CLAPPER: Absolutely. I think, first of all, let me preface, Jake, the Russians have a long history during the Soviet era of interfering in elections, theirs and other peoples. And what is so dramatic about this case is because of all of these tools made available by the age of the Internet that the Russians have astutely applied. We addressed this sort of the tip of the iceberg in our intelligence community assessment that we published last January, and now the depth and the scope and the magnitude of this activity by the Russians, targeting specific audiences and the whole objective here is to undermine confidence in our system. And they're succeeding in that.
And I worry about our general public awareness of this and what do we do about it. Because what this is leading to is a number of different realities that people have about what -- what are the facts? So, this is not surprising. It's very consistent with what they've always done in the way of information manipulation. It's just they have so many more tools to use than they did in the heyday of the Cold War.
SCIUTTO: It's a force multiplier, I suppose you could say.
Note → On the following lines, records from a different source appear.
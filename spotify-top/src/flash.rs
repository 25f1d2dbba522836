//! Flash messages carried across redirects
//!
//! The queue lives in a signed cookie. A handler pulls it in with the
//! [`FlashJar`] extractor, pushes or drains messages, and returns the jar
//! as part of its response so the cookie is rewritten (or cleared) in the
//! same round trip.
//!
//! Reading is fail-open: a cookie that is tampered with, truncated, or from
//! an older key is logged and treated as an empty queue. A broken cookie
//! never blocks a page from rendering.

use crate::cookies::{read_cookie, CookiePolicy, SetCookie};
use axum::{
    extract::{FromRef, FromRequestParts},
    http::{request::Parts, HeaderMap},
    response::{IntoResponseParts, ResponseParts},
};
use base64::{engine::general_purpose::URL_SAFE_NO_PAD, Engine};
use hmac::{Hmac, Mac};
use serde::{Deserialize, Serialize};
use sha2::Sha256;
use std::convert::Infallible;
use std::fmt;

type HmacSha256 = Hmac<Sha256>;

/// Flash cookie name
pub const FLASH_COOKIE_NAME: &str = "flash-session";

/// Severity of a flash message. Doubles as the CSS class in templates.
#[derive(Debug, Clone, Copy, PartialEq, Eq, Serialize, Deserialize)]
#[serde(rename_all = "lowercase")]
pub enum FlashLevel {
    /// Neutral information
    Info,
    /// Something was corrected on the user's behalf
    Warning,
    /// An action failed
    Danger,
    /// An action succeeded
    Success,
}

impl FlashLevel {
    /// Lowercase name
    #[must_use]
    pub const fn as_str(self) -> &'static str {
        match self {
            Self::Info => "info",
            Self::Warning => "warning",
            Self::Danger => "danger",
            Self::Success => "success",
        }
    }
}

impl fmt::Display for FlashLevel {
    fn fmt(&self, f: &mut fmt::Formatter<'_>) -> fmt::Result {
        f.write_str(self.as_str())
    }
}

/// One-shot user notification.
#[derive(Debug, Clone, PartialEq, Eq, Serialize, Deserialize)]
pub struct FlashMessage {
    /// Severity
    pub level: FlashLevel,
    /// Text shown to the user
    pub text: String,
}

impl FlashMessage {
    /// Build a message
    #[must_use]
    pub fn new(level: FlashLevel, text: impl Into<String>) -> Self {
        Self {
            level,
            text: text.into(),
        }
    }

    /// Info-level message
    #[must_use]
    pub fn info(text: impl Into<String>) -> Self {
        Self::new(FlashLevel::Info, text)
    }

    /// Warning-level message
    #[must_use]
    pub fn warning(text: impl Into<String>) -> Self {
        Self::new(FlashLevel::Warning, text)
    }

    /// Danger-level message
    #[must_use]
    pub fn danger(text: impl Into<String>) -> Self {
        Self::new(FlashLevel::Danger, text)
    }

    /// Success-level message
    #[must_use]
    pub fn success(text: impl Into<String>) -> Self {
        Self::new(FlashLevel::Success, text)
    }
}

/// Why a flash cookie was rejected.
#[derive(Debug, thiserror::Error)]
pub enum FlashCookieError {
    /// No `.` separating payload and signature
    #[error("malformed flash cookie")]
    Malformed,
    /// Signature does not match the payload
    #[error("flash cookie signature mismatch")]
    BadSignature,
    /// Payload is not valid base64
    #[error("flash cookie payload is not base64: {0}")]
    Base64(#[from] base64::DecodeError),
    /// Payload is not a message list
    #[error("flash cookie payload is not a message list: {0}")]
    Json(#[from] serde_json::Error),
}

/// HMAC key used to sign the flash cookie.
#[derive(Clone)]
pub struct FlashKey {
    mac: HmacSha256,
}

impl FlashKey {
    /// Derive a signing key from the configured cookie secret.
    ///
    /// # Errors
    ///
    /// Returns an error if the HMAC rejects the key length.
    pub fn new(secret: &[u8]) -> Result<Self, hmac::digest::InvalidLength> {
        Ok(Self {
            mac: HmacSha256::new_from_slice(secret)?,
        })
    }

    fn sign(&self, payload: &str) -> String {
        let mut mac = self.mac.clone();
        mac.update(payload.as_bytes());
        hex::encode(mac.finalize().into_bytes())
    }

    fn verify(&self, payload: &str, signature_hex: &str) -> bool {
        let Ok(signature) = hex::decode(signature_hex) else {
            return false;
        };
        let mut mac = self.mac.clone();
        mac.update(payload.as_bytes());
        mac.verify_slice(&signature).is_ok()
    }

    /// Serialize and sign a queue.
    ///
    /// # Errors
    ///
    /// Returns an error if the messages cannot be serialized.
    pub fn encode(&self, messages: &[FlashMessage]) -> Result<String, serde_json::Error> {
        let json = serde_json::to_vec(messages)?;
        let payload = URL_SAFE_NO_PAD.encode(json);
        let signature = self.sign(&payload);
        Ok(format!("{payload}.{signature}"))
    }

    /// Verify and deserialize a queue.
    ///
    /// # Errors
    ///
    /// Returns an error if the cookie is malformed, the signature does not
    /// match, or the payload does not decode.
    pub fn decode(&self, value: &str) -> Result<Vec<FlashMessage>, FlashCookieError> {
        let (payload, signature) = value.rsplit_once('.').ok_or(FlashCookieError::Malformed)?;
        if !self.verify(payload, signature) {
            return Err(FlashCookieError::BadSignature);
        }
        let json = URL_SAFE_NO_PAD.decode(payload)?;
        Ok(serde_json::from_slice(&json)?)
    }
}

impl fmt::Debug for FlashKey {
    fn fmt(&self, f: &mut fmt::Formatter<'_>) -> fmt::Result {
        f.write_str("FlashKey(..)")
    }
}

/// Per-request view of the flash queue.
#[derive(Debug, Clone)]
pub struct FlashJar {
    key: FlashKey,
    policy: CookiePolicy,
    messages: Vec<FlashMessage>,
    had_cookie: bool,
    dirty: bool,
}

impl FlashJar {
    /// Load the queue from request headers. Never fails.
    #[must_use]
    pub fn from_headers(headers: &HeaderMap, key: FlashKey, policy: CookiePolicy) -> Self {
        let raw = read_cookie(headers, FLASH_COOKIE_NAME);
        let had_cookie = raw.is_some();
        let mut rejected = false;
        let messages = raw.map_or_else(Vec::new, |value| {
            key.decode(&value).unwrap_or_else(|err| {
                tracing::error!(error = %err, "Could not read flash messages, discarding them");
                rejected = true;
                Vec::new()
            })
        });

        Self {
            key,
            policy,
            messages,
            had_cookie,
            // A rejected cookie is cleared on the way out
            dirty: rejected,
        }
    }

    /// Queue a message for the next render.
    pub fn push(&mut self, level: FlashLevel, text: impl Into<String>) {
        self.push_message(FlashMessage::new(level, text));
    }

    /// Queue an already built message.
    pub fn push_message(&mut self, message: FlashMessage) {
        tracing::debug!(level = %message.level, text = %message.text, "Queued flash message");
        self.messages.push(message);
        self.dirty = true;
    }

    /// Builder form of [`FlashJar::push_message`].
    #[must_use]
    pub fn with(mut self, message: FlashMessage) -> Self {
        self.push_message(message);
        self
    }

    /// Take every queued message in insertion order. The cookie is
    /// cleared when this jar is turned into the response.
    pub fn drain_all(&mut self) -> Vec<FlashMessage> {
        if !self.messages.is_empty() {
            self.dirty = true;
        }
        std::mem::take(&mut self.messages)
    }

    /// Messages currently queued
    #[must_use]
    pub fn messages(&self) -> &[FlashMessage] {
        &self.messages
    }

    /// Whether nothing is queued
    #[must_use]
    pub fn is_empty(&self) -> bool {
        self.messages.is_empty()
    }

    fn into_cookie(self) -> Option<SetCookie> {
        if !self.dirty {
            return None;
        }

        if self.messages.is_empty() {
            return self
                .had_cookie
                .then(|| SetCookie::removal(FLASH_COOKIE_NAME, self.policy));
        }

        match self.key.encode(&self.messages) {
            Ok(value) => Some(SetCookie::new(FLASH_COOKIE_NAME, value, self.policy).http_only()),
            Err(err) => {
                tracing::error!(error = %err, "Could not save flash messages");
                None
            }
        }
    }
}

impl<S> FromRequestParts<S> for FlashJar
where
    S: Send + Sync,
    FlashKey: FromRef<S>,
    CookiePolicy: FromRef<S>,
{
    type Rejection = Infallible;

    async fn from_request_parts(parts: &mut Parts, state: &S) -> Result<Self, Self::Rejection> {
        Ok(Self::from_headers(
            &parts.headers,
            FlashKey::from_ref(state),
            CookiePolicy::from_ref(state),
        ))
    }
}

impl IntoResponseParts for FlashJar {
    type Error = Infallible;

    fn into_response_parts(self, res: ResponseParts) -> Result<ResponseParts, Self::Error> {
        let mut cookies = crate::cookies::Cookies::new();
        if let Some(cookie) = self.into_cookie() {
            cookies.add(cookie);
        }
        cookies.into_response_parts(res)
    }
}

#[cfg(test)]
mod tests {
    use super::*;
    use axum::http::{header::COOKIE, HeaderValue};

    fn key() -> FlashKey {
        FlashKey::new(b"test-cookie-key").unwrap()
    }

    fn headers_with_flash(value: &str) -> HeaderMap {
        let mut headers = HeaderMap::new();
        headers.insert(
            COOKIE,
            HeaderValue::from_str(&format!("{FLASH_COOKIE_NAME}={value}")).unwrap(),
        );
        headers
    }

    #[test]
    fn test_level_serializes_lowercase() {
        let json = serde_json::to_string(&FlashMessage::danger("nope")).unwrap();
        assert_eq!(json, r#"{"level":"danger","text":"nope"}"#);
    }

    #[test]
    fn test_encode_decode_keeps_order() {
        let messages = vec![
            FlashMessage::warning("first"),
            FlashMessage::success("second"),
            FlashMessage::info("third"),
        ];
        let encoded = key().encode(&messages).unwrap();
        assert_eq!(key().decode(&encoded).unwrap(), messages);
    }

    #[test]
    fn test_tampered_cookie_is_rejected() {
        let encoded = key().encode(&[FlashMessage::info("hello")]).unwrap();
        let (payload, signature) = encoded.rsplit_once('.').unwrap();
        let forged_payload = URL_SAFE_NO_PAD.encode(br#"[{"level":"success","text":"forged"}]"#);
        let forged = format!("{forged_payload}.{signature}");
        assert!(matches!(key().decode(&forged), Err(FlashCookieError::BadSignature)));
        assert!(key().decode(payload).is_err());
    }

    #[test]
    fn test_other_key_is_rejected() {
        let encoded = key().encode(&[FlashMessage::info("hello")]).unwrap();
        let other = FlashKey::new(b"another-key").unwrap();
        assert!(matches!(other.decode(&encoded), Err(FlashCookieError::BadSignature)));
    }

    #[test]
    fn test_jar_fails_open_on_garbage() {
        let jar = FlashJar::from_headers(&headers_with_flash("garbage"), key(), CookiePolicy::default());
        assert!(jar.is_empty());
        // The bad cookie gets cleared
        let cookie = jar.into_cookie().unwrap();
        assert!(cookie.to_header_value().contains("Max-Age=0"));
    }

    #[test]
    fn test_drain_all_clears_queue() {
        let encoded = key()
            .encode(&[FlashMessage::danger("a"), FlashMessage::info("b")])
            .unwrap();
        let mut jar = FlashJar::from_headers(&headers_with_flash(&encoded), key(), CookiePolicy::default());

        let drained = jar.drain_all();
        assert_eq!(drained.len(), 2);
        assert_eq!(drained[0].text, "a");
        assert_eq!(drained[1].text, "b");
        assert!(jar.drain_all().is_empty());

        let cookie = jar.into_cookie().unwrap();
        assert_eq!(cookie.value(), "");
    }

    #[test]
    fn test_push_writes_signed_cookie() {
        let mut jar = FlashJar::from_headers(&HeaderMap::new(), key(), CookiePolicy::default());
        jar.push(FlashLevel::Danger, "You have to log in first");

        let cookie = jar.into_cookie().unwrap();
        let messages = key().decode(cookie.value()).unwrap();
        assert_eq!(messages, vec![FlashMessage::danger("You have to log in first")]);
    }

    #[test]
    fn test_untouched_jar_writes_nothing() {
        let jar = FlashJar::from_headers(&HeaderMap::new(), key(), CookiePolicy::default());
        assert!(jar.into_cookie().is_none());
    }
}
Final word on Secretary Tillerson. You've served in government, multiple administrations for decades. A secretary of state in effect being derided by his commander in chief in public via Twitter and other public comments. Can he survive that and should he in your view? Should he stay?
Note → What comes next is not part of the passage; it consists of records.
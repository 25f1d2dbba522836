//! Login state registry agent
//!
//! Remembers every state token handed out by `/topartistsauth` and
//! `/toptracksauth` so the callback can prove it belongs to a login this
//! process started. Tokens expire together with the `state` cookie.

use super::default_actor_config;
use super::request_reply::{create_request_reply, send_response, ResponseChannel};
use crate::oauth::StateToken;
use acton_reactive::prelude::*;
use std::collections::HashMap;
use std::time::{Duration, Instant};
use tokio::sync::oneshot;

/// Default lifetime of an issued state (matches the cookie)
const DEFAULT_STATE_TTL: Duration = Duration::from_secs(3600);

/// Default interval between cleanup sweeps
const DEFAULT_CLEANUP_INTERVAL: Duration = Duration::from_secs(300);

/// Configuration for the login state agent
#[derive(Debug, Clone)]
pub struct LoginStateConfig {
    /// How long an issued state stays valid
    pub state_ttl: Duration,
    /// How often expired states are swept
    pub cleanup_interval: Duration,
}

impl Default for LoginStateConfig {
    fn default() -> Self {
        Self {
            state_ttl: DEFAULT_STATE_TTL,
            cleanup_interval: DEFAULT_CLEANUP_INTERVAL,
        }
    }
}

/// A login that was started but may not have completed yet.
#[derive(Debug, Clone)]
pub struct PendingLogin {
    /// Route the provider redirects back to
    pub callback_path: String,
    /// When the state stops being accepted
    pub expires_at: Instant,
}

impl PendingLogin {
    /// Whether the state is past its lifetime
    #[must_use]
    pub fn is_expired(&self) -> bool {
        Instant::now() >= self.expires_at
    }
}

type LoginStateActorBuilder = ManagedActor<Idle, LoginStateAgent>;

/// Login state agent model
#[derive(Debug, Default, Clone)]
pub struct LoginStateAgent {
    config: LoginStateConfig,
    pending: HashMap<StateToken, PendingLogin>,
}

impl LoginStateAgent {
    fn cleanup_expired(&mut self) -> usize {
        let before = self.pending.len();
        self.pending.retain(|_, login| !login.is_expired());
        before - self.pending.len()
    }
}

// ============================================================================
// Message Types
// ============================================================================

/// Record a freshly generated state token.
#[derive(Debug, Clone)]
pub struct IssueState {
    /// The token
    pub token: StateToken,
    /// Route the provider redirects back to
    pub callback_path: String,
    /// Confirms the token is registered
    pub response_tx: Option<ResponseChannel<PendingLogin>>,
}

impl IssueState {
    /// Create an issue request with response channel
    #[must_use]
    pub fn new(
        token: StateToken,
        callback_path: impl Into<String>,
    ) -> (Self, oneshot::Receiver<PendingLogin>) {
        let (response_tx, rx) = create_request_reply();
        (
            Self {
                token,
                callback_path: callback_path.into(),
                response_tx: Some(response_tx),
            },
            rx,
        )
    }
}

/// Look up a state token. Replies `None` for unknown or expired tokens.
#[derive(Debug, Clone)]
pub struct ValidateState {
    /// Token presented by the callback
    pub token: StateToken,
    /// Response channel
    pub response_tx: ResponseChannel<Option<PendingLogin>>,
}

impl ValidateState {
    /// Create a validate request with response channel
    #[must_use]
    pub fn new(token: StateToken) -> (Self, oneshot::Receiver<Option<PendingLogin>>) {
        let (response_tx, rx) = create_request_reply();
        (Self { token, response_tx }, rx)
    }
}

/// Forget a state token.
#[derive(Debug, Clone)]
pub struct RemoveState {
    /// Token to drop
    pub token: StateToken,
}

/// Sweep expired state tokens.
#[derive(Debug, Clone, Default)]
pub struct CleanupExpired;

impl LoginStateAgent {
    /// Spawn the agent with default configuration.
    ///
    /// # Errors
    ///
    /// Returns error if actor configuration or spawning fails
    pub async fn spawn(runtime: &mut ActorRuntime) -> anyhow::Result<ActorHandle> {
        Self::spawn_with_config(runtime, LoginStateConfig::default()).await
    }

    /// Spawn the agent and its periodic cleanup task.
    ///
    /// # Errors
    ///
    /// Returns error if actor configuration or spawning fails
    pub async fn spawn_with_config(
        runtime: &mut ActorRuntime,
        config: LoginStateConfig,
    ) -> anyhow::Result<ActorHandle> {
        let actor_config = default_actor_config("login_state")?;
        let mut builder = runtime.new_actor_with_config::<Self>(actor_config);
        let cleanup_interval = config.cleanup_interval;
        builder.model.config = config;

        Self::configure_handlers(&mut builder);

        let handle = builder.start().await;
        Self::spawn_cleanup_task(handle.clone(), cleanup_interval);
        Ok(handle)
    }

    fn configure_handlers(builder: &mut LoginStateActorBuilder) {
        builder
            .mutate_on::<IssueState>(|actor, context| {
                let msg = context.message();
                let login = PendingLogin {
                    callback_path: msg.callback_path.clone(),
                    expires_at: Instant::now() + actor.model.config.state_ttl,
                };
                actor.model.pending.insert(msg.token.clone(), login.clone());

                tracing::debug!(
                    callback = %login.callback_path,
                    pending = actor.model.pending.len(),
                    "Issued login state"
                );

                let Some(tx) = msg.response_tx.clone() else {
                    return Reply::ready();
                };
                Reply::pending(async move {
                    let _ = send_response(tx, login).await;
                })
            })
            .mutate_on::<ValidateState>(|actor, context| {
                let msg = context.message();
                let response_tx = msg.response_tx.clone();

                let login = actor.model.pending.get(&msg.token).and_then(|login| {
                    if login.is_expired() {
                        tracing::warn!("Login state expired");
                        None
                    } else {
                        Some(login.clone())
                    }
                });

                if login.is_none() {
                    tracing::debug!("Rejected unknown login state");
                }

                Reply::pending(async move {
                    let _ = send_response(response_tx, login).await;
                })
            })
            .mutate_on::<RemoveState>(|actor, context| {
                if actor.model.pending.remove(&context.message().token).is_some() {
                    tracing::debug!("Removed login state");
                }
                Reply::ready()
            })
            .mutate_on::<CleanupExpired>(|actor, _context| {
                let removed = actor.model.cleanup_expired();
                if removed > 0 {
                    tracing::debug!(
                        removed = removed,
                        remaining = actor.model.pending.len(),
                        "Cleaned up expired login states"
                    );
                }
                Reply::ready()
            })
            .after_start(|_actor| async {
                tracing::info!("Login state agent started");
            })
            .after_stop(|actor| {
                let pending = actor.model.pending.len();
                async move {
                    tracing::info!(pending = pending, "Login state agent stopped");
                }
            });
    }

    fn spawn_cleanup_task(handle: ActorHandle, interval: Duration) {
        tokio::spawn(async move {
            let mut interval = tokio::time::interval(interval);
            loop {
                interval.tick().await;
                handle.send(CleanupExpired).await;
            }
        });
    }
}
CLAPPER: Well, I don't know. I would hope he would, but I think it's going to be increasingly difficult for him, too, with the president kind of undercutting what he's trying to do. And I think Secretary Tillerson's got the right instincts about, particularly with respect to say North Korea, that exploring what the -- what the potential paths are diplomatically. And I think that's the only way -- way ahead. So, to me, Secretary Tillerson is a voice of reason.
SCIUTTO: Director Clapper, thanks very much, as always. We appreciate your comments.
CLAPPER: Thanks, Jim.
SCIUTTO: The vice president of the United States flies from Las Vegas all the way to the Indianapolis Colts game only to walk out before that game even started. Was the whole thing a political stunt funded by you and me?
[16:28:39] CLAPPER: Welcome back.
In the sports lead now -- ESPN today suspended host Jemele Hill, saying that she violated the network's social media guidelines for a second time. This comes after Hill in a tweet said her followers should consider boycotting Dallas Cowboys advertisers because the Cowboys owner Jerry Jones threatened to bench any player who kneels during the national anthem. Later, Hill clarified, we should say, that she wasn't advocating an NFL boycott. ESPN, of course, is a broadcast partner of the NFL, the home for "Monday Night Football."
Hill remained on the air a few weeks ago after calling the president a white supremacist on Twitter. The White House called for her firing in response to that tweet.
Now to our politics lead. A closer lock at how much you and I paid for the vice president to take a stand against an NFL protest of a different kind. His travel is under scrutiny now after he and his wife walked out on yesterday's Colts/49ers game when several players took a knee during the anthem.
To get to the game, Pence traveled cross the country from Las Vegas to Indianapolis. Then after his exit from that game, Pence got on a plane again and went back west to Los Angeles for private fund-raisers and a tax reform event. The cost of those flights, they add up. He also missed the main event, we should say.
Team Pence says he made that special trip to Indianapolis to support former Colts QB Peyton Manning who was honored at the half time. Instead, Pence tweeted he didn't want to dignify any event that disrespects our soldiers, our flag or our national anthem.